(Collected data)
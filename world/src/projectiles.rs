//! In-flight projectile tracking and collision resolution.
//!
//! Projectiles travel straight down the lane at a fixed speed and are
//! consumed by the first thing they hit: an armed gate line crossed during
//! the tick, or a live enemy within the hit radius. Whatever survives a
//! full lifetime without hitting anything evaporates.

use std::time::Duration;

use crowd_rush_core::{Event, LanePoint, ProjectileId, UnitId};

use crate::enemies::EnemyRegistry;
use crate::gates::{GateRegistry, HitOutcome};
use crate::Config;

#[derive(Clone, Copy, Debug)]
struct Projectile {
    #[allow(dead_code)]
    id: ProjectileId,
    position: LanePoint,
    remaining: Duration,
}

/// Board of projectiles in flight, advanced once per tick.
#[derive(Clone, Debug, Default)]
pub(crate) struct ProjectileBoard {
    entries: Vec<Projectile>,
    next_id: u32,
}

impl ProjectileBoard {
    /// Launches a projectile from the unit's muzzle, reporting the shot.
    pub(crate) fn fire(
        &mut self,
        unit: UnitId,
        muzzle: LanePoint,
        config: &Config,
        out_events: &mut Vec<Event>,
    ) {
        let id = ProjectileId::new(self.next_id);
        self.next_id += 1;
        self.entries.push(Projectile {
            id,
            position: muzzle,
            remaining: config.projectile_lifetime,
        });
        out_events.push(Event::ProjectileFired {
            projectile: id,
            unit,
        });
    }

    pub(crate) fn in_flight(&self) -> usize {
        self.entries.len()
    }

    /// Moves every projectile forward and resolves first-hit collisions in
    /// identifier order.
    pub(crate) fn advance(
        &mut self,
        dt: Duration,
        config: &Config,
        gates: &mut GateRegistry,
        enemies: &mut EnemyRegistry,
        out_events: &mut Vec<Event>,
    ) {
        let step = config.projectile_speed * dt.as_secs_f32();
        let mut survivors = Vec::with_capacity(self.entries.len());

        for mut projectile in self.entries.drain(..) {
            let previous_z = projectile.position.z();
            projectile.position = projectile.position.offset_by(0.0, step);
            projectile.remaining = projectile.remaining.saturating_sub(dt);

            if Self::resolve_gate_hit(projectile.position, previous_z, gates, out_events) {
                continue;
            }
            if Self::resolve_enemy_hit(projectile.position, config, enemies, out_events) {
                continue;
            }
            if projectile.remaining.is_zero() {
                continue;
            }
            survivors.push(projectile);
        }

        self.entries = survivors;
    }

    /// Consumes the projectile against the first armed gate whose line it
    /// crossed this tick.
    fn resolve_gate_hit(
        position: LanePoint,
        previous_z: f32,
        gates: &mut GateRegistry,
        out_events: &mut Vec<Event>,
    ) -> bool {
        for gate in gates.armed() {
            let crossed = previous_z < gate.line_z && gate.line_z <= position.z();
            if crossed && gate.span.contains(position.x()) {
                match gates.on_projectile_hit(gate.id, out_events) {
                    HitOutcome::Mutated | HitOutcome::Absorbed => return true,
                    HitOutcome::Ignored => {}
                }
            }
        }
        false
    }

    /// Consumes the projectile against the nearest live enemy inside the
    /// hit radius.
    fn resolve_enemy_hit(
        position: LanePoint,
        config: &Config,
        enemies: &mut EnemyRegistry,
        out_events: &mut Vec<Event>,
    ) -> bool {
        let mut best: Option<(crowd_rush_core::EnemyId, f32)> = None;
        for (enemy, point) in enemies.alive_positions() {
            let distance = position.distance_to(point);
            if distance <= config.projectile_hit_radius
                && best.map_or(true, |(_, nearest)| distance < nearest)
            {
                best = Some((enemy, distance));
            }
        }

        match best {
            Some((enemy, _)) => {
                enemies.take_damage(enemy, config.projectile_damage, config, out_events)
            }
            None => false,
        }
    }
}

#[cfg(test)]
mod tests {
    use super::ProjectileBoard;
    use crate::enemies::EnemyRegistry;
    use crate::gates::GateRegistry;
    use crate::Config;
    use crowd_rush_core::{
        Event, GateOperator, GateSpan, GateSpec, LanePoint, PairId, UnitId, WaveId,
    };
    use std::time::Duration;

    fn tick() -> Duration {
        Duration::from_millis(100)
    }

    fn advance_until_clear(
        board: &mut ProjectileBoard,
        config: &Config,
        gates: &mut GateRegistry,
        enemies: &mut EnemyRegistry,
        out_events: &mut Vec<Event>,
    ) {
        for _ in 0..64 {
            if board.in_flight() == 0 {
                return;
            }
            board.advance(tick(), config, gates, enemies, out_events);
        }
        panic!("projectiles never cleared");
    }

    #[test]
    fn projectiles_expire_after_their_lifetime() {
        let config = Config::default();
        let mut board = ProjectileBoard::default();
        let mut gates = GateRegistry::default();
        let mut enemies = EnemyRegistry::default();
        let mut events = Vec::new();

        board.fire(UnitId::new(0), LanePoint::new(0.0, 0.0), &config, &mut events);
        assert_eq!(board.in_flight(), 1);

        let ticks = (config.projectile_lifetime.as_secs_f32() / tick().as_secs_f32()).ceil() as u32;
        for _ in 0..ticks {
            board.advance(tick(), &config, &mut gates, &mut enemies, &mut events);
        }
        assert_eq!(board.in_flight(), 0);
    }

    #[test]
    fn gate_crossing_consumes_the_projectile_and_mutates() {
        let config = Config::default();
        let mut board = ProjectileBoard::default();
        let mut gates = GateRegistry::default();
        let mut enemies = EnemyRegistry::default();
        let mut events = Vec::new();

        gates.spawn_pair(
            PairId::new(0),
            0.5,
            GateSpec {
                operator: GateOperator::Add,
                magnitude: 2,
                span: GateSpan::new(-12.0, -1.0),
            },
            GateSpec {
                operator: GateOperator::Subtract,
                magnitude: 3,
                span: GateSpan::new(1.0, 12.0),
            },
            &mut events,
        );

        events.clear();
        board.fire(UnitId::new(0), LanePoint::new(-6.0, 0.0), &config, &mut events);
        board.advance(tick(), &config, &mut gates, &mut enemies, &mut events);

        assert_eq!(board.in_flight(), 0);
        assert!(events.iter().any(|event| matches!(
            event,
            Event::GateMutated {
                operator: GateOperator::Add,
                magnitude: 3,
                ..
            },
        )));
    }

    #[test]
    fn enemy_inside_hit_radius_takes_projectile_damage() {
        let config = Config::default();
        let mut board = ProjectileBoard::default();
        let mut gates = GateRegistry::default();
        let mut enemies = EnemyRegistry::default();
        let mut events = Vec::new();

        enemies.spawn_wave(WaveId::new(0), 0.6, 1, &config, &mut events);
        events.clear();

        board.fire(UnitId::new(0), LanePoint::new(0.0, 0.0), &config, &mut events);
        advance_until_clear(&mut board, &config, &mut gates, &mut enemies, &mut events);

        assert!(events.iter().any(|event| matches!(
            event,
            Event::EnemyDamaged { .. },
        )));
    }

    #[test]
    fn projectiles_pass_over_disabled_gates() {
        let config = Config::default();
        let mut board = ProjectileBoard::default();
        let mut gates = GateRegistry::default();
        let mut enemies = EnemyRegistry::default();
        let mut events = Vec::new();

        gates.spawn_pair(
            PairId::new(0),
            0.5,
            GateSpec {
                operator: GateOperator::Add,
                magnitude: 2,
                span: GateSpan::new(-12.0, -1.0),
            },
            GateSpec {
                operator: GateOperator::Multiply,
                magnitude: 2,
                span: GateSpan::new(1.0, 12.0),
            },
            &mut events,
        );
        // Trigger the right gate so the left one goes inert.
        let right = gates.snapshots()[1].id;
        let _ = gates.try_trigger(right, &mut events);

        events.clear();
        board.fire(UnitId::new(0), LanePoint::new(-6.0, 0.0), &config, &mut events);
        board.advance(tick(), &config, &mut gates, &mut enemies, &mut events);

        // No mutation, and the projectile keeps flying.
        assert!(events
            .iter()
            .all(|event| !matches!(event, Event::GateMutated { .. })));
        assert_eq!(board.in_flight(), 1);
    }
}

| Instructions for the task |
Return all of the data word for word.

| Expected answer |
filename world/src/projectiles.rs
//! In-flight projectile tracking and collision resolution.
//!
//! Projectiles travel straight down the lane at a fixed speed and are
//! consumed by the first thing they hit: an armed gate line crossed during
//! the tick, or a live enemy within the hit radius. Whatever survives a
//! full lifetime without hitting anything evaporates.

use std::time::Duration;

use crowd_rush_core::{Event, LanePoint, ProjectileId, UnitId};

use crate::enemies::EnemyRegistry;
use crate::gates::{GateRegistry, HitOutcome};
use crate::Config;

#[derive(Clone, Copy, Debug)]
struct Projectile {
    #[allow(dead_code)]
    id: ProjectileId,
    position: LanePoint,
    remaining: Duration,
}

/// Board of projectiles in flight, advanced once per tick.
#[derive(Clone, Debug, Default)]
pub(crate) struct ProjectileBoard {
    entries: Vec<Projectile>,
    next_id: u32,
}

impl ProjectileBoard {
    /// Launches a projectile from the unit's muzzle, reporting the shot.
    pub(crate) fn fire(
        &mut self,
        unit: UnitId,
        muzzle: LanePoint,
        config: &Config,
        out_events: &mut Vec<Event>,
    ) {
        let id = ProjectileId::new(self.next_id);
        self.next_id += 1;
        self.entries.push(Projectile {
            id,
            position: muzzle,
            remaining: config.projectile_lifetime,
        });
        out_events.push(Event::ProjectileFired {
            projectile: id,
            unit,
        });
    }

    pub(crate) fn in_flight(&self) -> usize {
        self.entries.len()
    }

    /// Moves every projectile forward and resolves first-hit collisions in
    /// identifier order.
    pub(crate) fn advance(
        &mut self,
        dt: Duration,
        config: &Config,
        gates: &mut GateRegistry,
        enemies: &mut EnemyRegistry,
        out_events: &mut Vec<Event>,
    ) {
        let step = config.projectile_speed * dt.as_secs_f32();
        let mut survivors = Vec::with_capacity(self.entries.len());

        for mut projectile in self.entries.drain(..) {
            let previous_z = projectile.position.z();
            projectile.position = projectile.position.offset_by(0.0, step);
            projectile.remaining = projectile.remaining.saturating_sub(dt);

            if Self::resolve_gate_hit(projectile.position, previous_z, gates, out_events) {
                continue;
            }
            if Self::resolve_enemy_hit(projectile.position, config, enemies, out_events) {
                continue;
            }
            if projectile.remaining.is_zero() {
                continue;
            }
            survivors.push(projectile);
        }

        self.entries = survivors;
    }

    /// Consumes the projectile against the first armed gate whose line it
    /// crossed this tick.
    fn resolve_gate_hit(
        position: LanePoint,
        previous_z: f32,
        gates: &mut GateRegistry,
        out_events: &mut Vec<Event>,
    ) -> bool {
        for gate in gates.armed() {
            let crossed = previous_z < gate.line_z && gate.line_z <= position.z();
            if crossed && gate.span.contains(position.x()) {
                match gates.on_projectile_hit(gate.id, out_events) {
                    HitOutcome::Mutated | HitOutcome::Absorbed => return true,
                    HitOutcome::Ignored => {}
                }
            }
        }
        false
    }

    /// Consumes the projectile against the nearest live enemy inside the
    /// hit radius.
    fn resolve_enemy_hit(
        position: LanePoint,
        config: &Config,
        enemies: &mut EnemyRegistry,
        out_events: &mut Vec<Event>,
    ) -> bool {
        let mut best: Option<(crowd_rush_core::EnemyId, f32)> = None;
        for (enemy, point) in enemies.alive_positions() {
            let distance = position.distance_to(point);
            if distance <= config.projectile_hit_radius
                && best.map_or(true, |(_, nearest)| distance < nearest)
            {
                best = Some((enemy, distance));
            }
        }

        match best {
            Some((enemy, _)) => {
                enemies.take_damage(enemy, config.projectile_damage, config, out_events)
            }
            None => false,
        }
    }
}

#[cfg(test)]
mod tests {
    use super::ProjectileBoard;
    use crate::enemies::EnemyRegistry;
    use crate::gates::GateRegistry;
    use crate::Config;
    use crowd_rush_core::{
        Event, GateOperator, GateSpan, GateSpec, LanePoint, PairId, UnitId, WaveId,
    };
    use std::time::Duration;

    fn tick() -> Duration {
        Duration::from_millis(100)
    }

    fn advance_until_clear(
        board: &mut ProjectileBoard,
        config: &Config,
        gates: &mut GateRegistry,
        enemies: &mut EnemyRegistry,
        out_events: &mut Vec<Event>,
    ) {
        for _ in 0..64 {
            if board.in_flight() == 0 {
                return;
            }
            board.advance(tick(), config, gates, enemies, out_events);
        }
        panic!("projectiles never cleared");
    }

    #[test]
    fn projectiles_expire_after_their_lifetime() {
        let config = Config::default();
        let mut board = ProjectileBoard::default();
        let mut gates = GateRegistry::default();
        let mut enemies = EnemyRegistry::default();
        let mut events = Vec::new();

        board.fire(UnitId::new(0), LanePoint::new(0.0, 0.0), &config, &mut events);
        assert_eq!(board.in_flight(), 1);

        let ticks = (config.projectile_lifetime.as_secs_f32() / tick().as_secs_f32()).ceil() as u32;
        for _ in 0..ticks {
            board.advance(tick(), &config, &mut gates, &mut enemies, &mut events);
        }
        assert_eq!(board.in_flight(), 0);
    }

    #[test]
    fn gate_crossing_consumes_the_projectile_and_mutates() {
        let config = Config::default();
        let mut board = ProjectileBoard::default();
        let mut gates = GateRegistry::default();
        let mut enemies = EnemyRegistry::default();
        let mut events = Vec::new();

        gates.spawn_pair(
            PairId::new(0),
            0.5,
            GateSpec {
                operator: GateOperator::Add,
                magnitude: 2,
                span: GateSpan::new(-12.0, -1.0),
            },
            GateSpec {
                operator: GateOperator::Subtract,
                magnitude: 3,
                span: GateSpan::new(1.0, 12.0),
            },
            &mut events,
        );

        events.clear();
        board.fire(UnitId::new(0), LanePoint::new(-6.0, 0.0), &config, &mut events);
        board.advance(tick(), &config, &mut gates, &mut enemies, &mut events);

        assert_eq!(board.in_flight(), 0);
        assert!(events.iter().any(|event| matches!(
            event,
            Event::GateMutated {
                operator: GateOperator::Add,
                magnitude: 3,
                ..
            },
        )));
    }

    #[test]
    fn enemy_inside_hit_radius_takes_projectile_damage() {
        let config = Config::default();
        let mut board = ProjectileBoard::default();
        let mut gates = GateRegistry::default();
        let mut enemies = EnemyRegistry::default();
        let mut events = Vec::new();

        enemies.spawn_wave(WaveId::new(0), 0.6, 1, &config, &mut events);
        events.clear();

        board.fire(UnitId::new(0), LanePoint::new(0.0, 0.0), &config, &mut events);
        advance_until_clear(&mut board, &config, &mut gates, &mut enemies, &mut events);

        assert!(events.iter().any(|event| matches!(
            event,
            Event::EnemyDamaged { .. },
        )));
    }

    #[test]
    fn projectiles_pass_over_disabled_gates() {
        let config = Config::default();
        let mut board = ProjectileBoard::default();
        let mut gates = GateRegistry::default();
        let mut enemies = EnemyRegistry::default();
        let mut events = Vec::new();

        gates.spawn_pair(
            PairId::new(0),
            0.5,
            GateSpec {
                operator: GateOperator::Add,
                magnitude: 2,
                span: GateSpan::new(-12.0, -1.0),
            },
            GateSpec {
                operator: GateOperator::Multiply,
                magnitude: 2,
                span: GateSpan::new(1.0, 12.0),
            },
            &mut events,
        );
        // Trigger the right gate so the left one goes inert.
        let right = gates.snapshots()[1].id;
        let _ = gates.try_trigger(right, &mut events);

        events.clear();
        board.fire(UnitId::new(0), LanePoint::new(-6.0, 0.0), &config, &mut events);
        board.advance(tick(), &config, &mut gates, &mut enemies, &mut events);

        // No mutation, and the projectile keeps flying.
        assert!(events
            .iter()
            .all(|event| !matches!(event, Event::GateMutated { .. })));
        assert_eq!(board.in_flight(), 1);
    }
}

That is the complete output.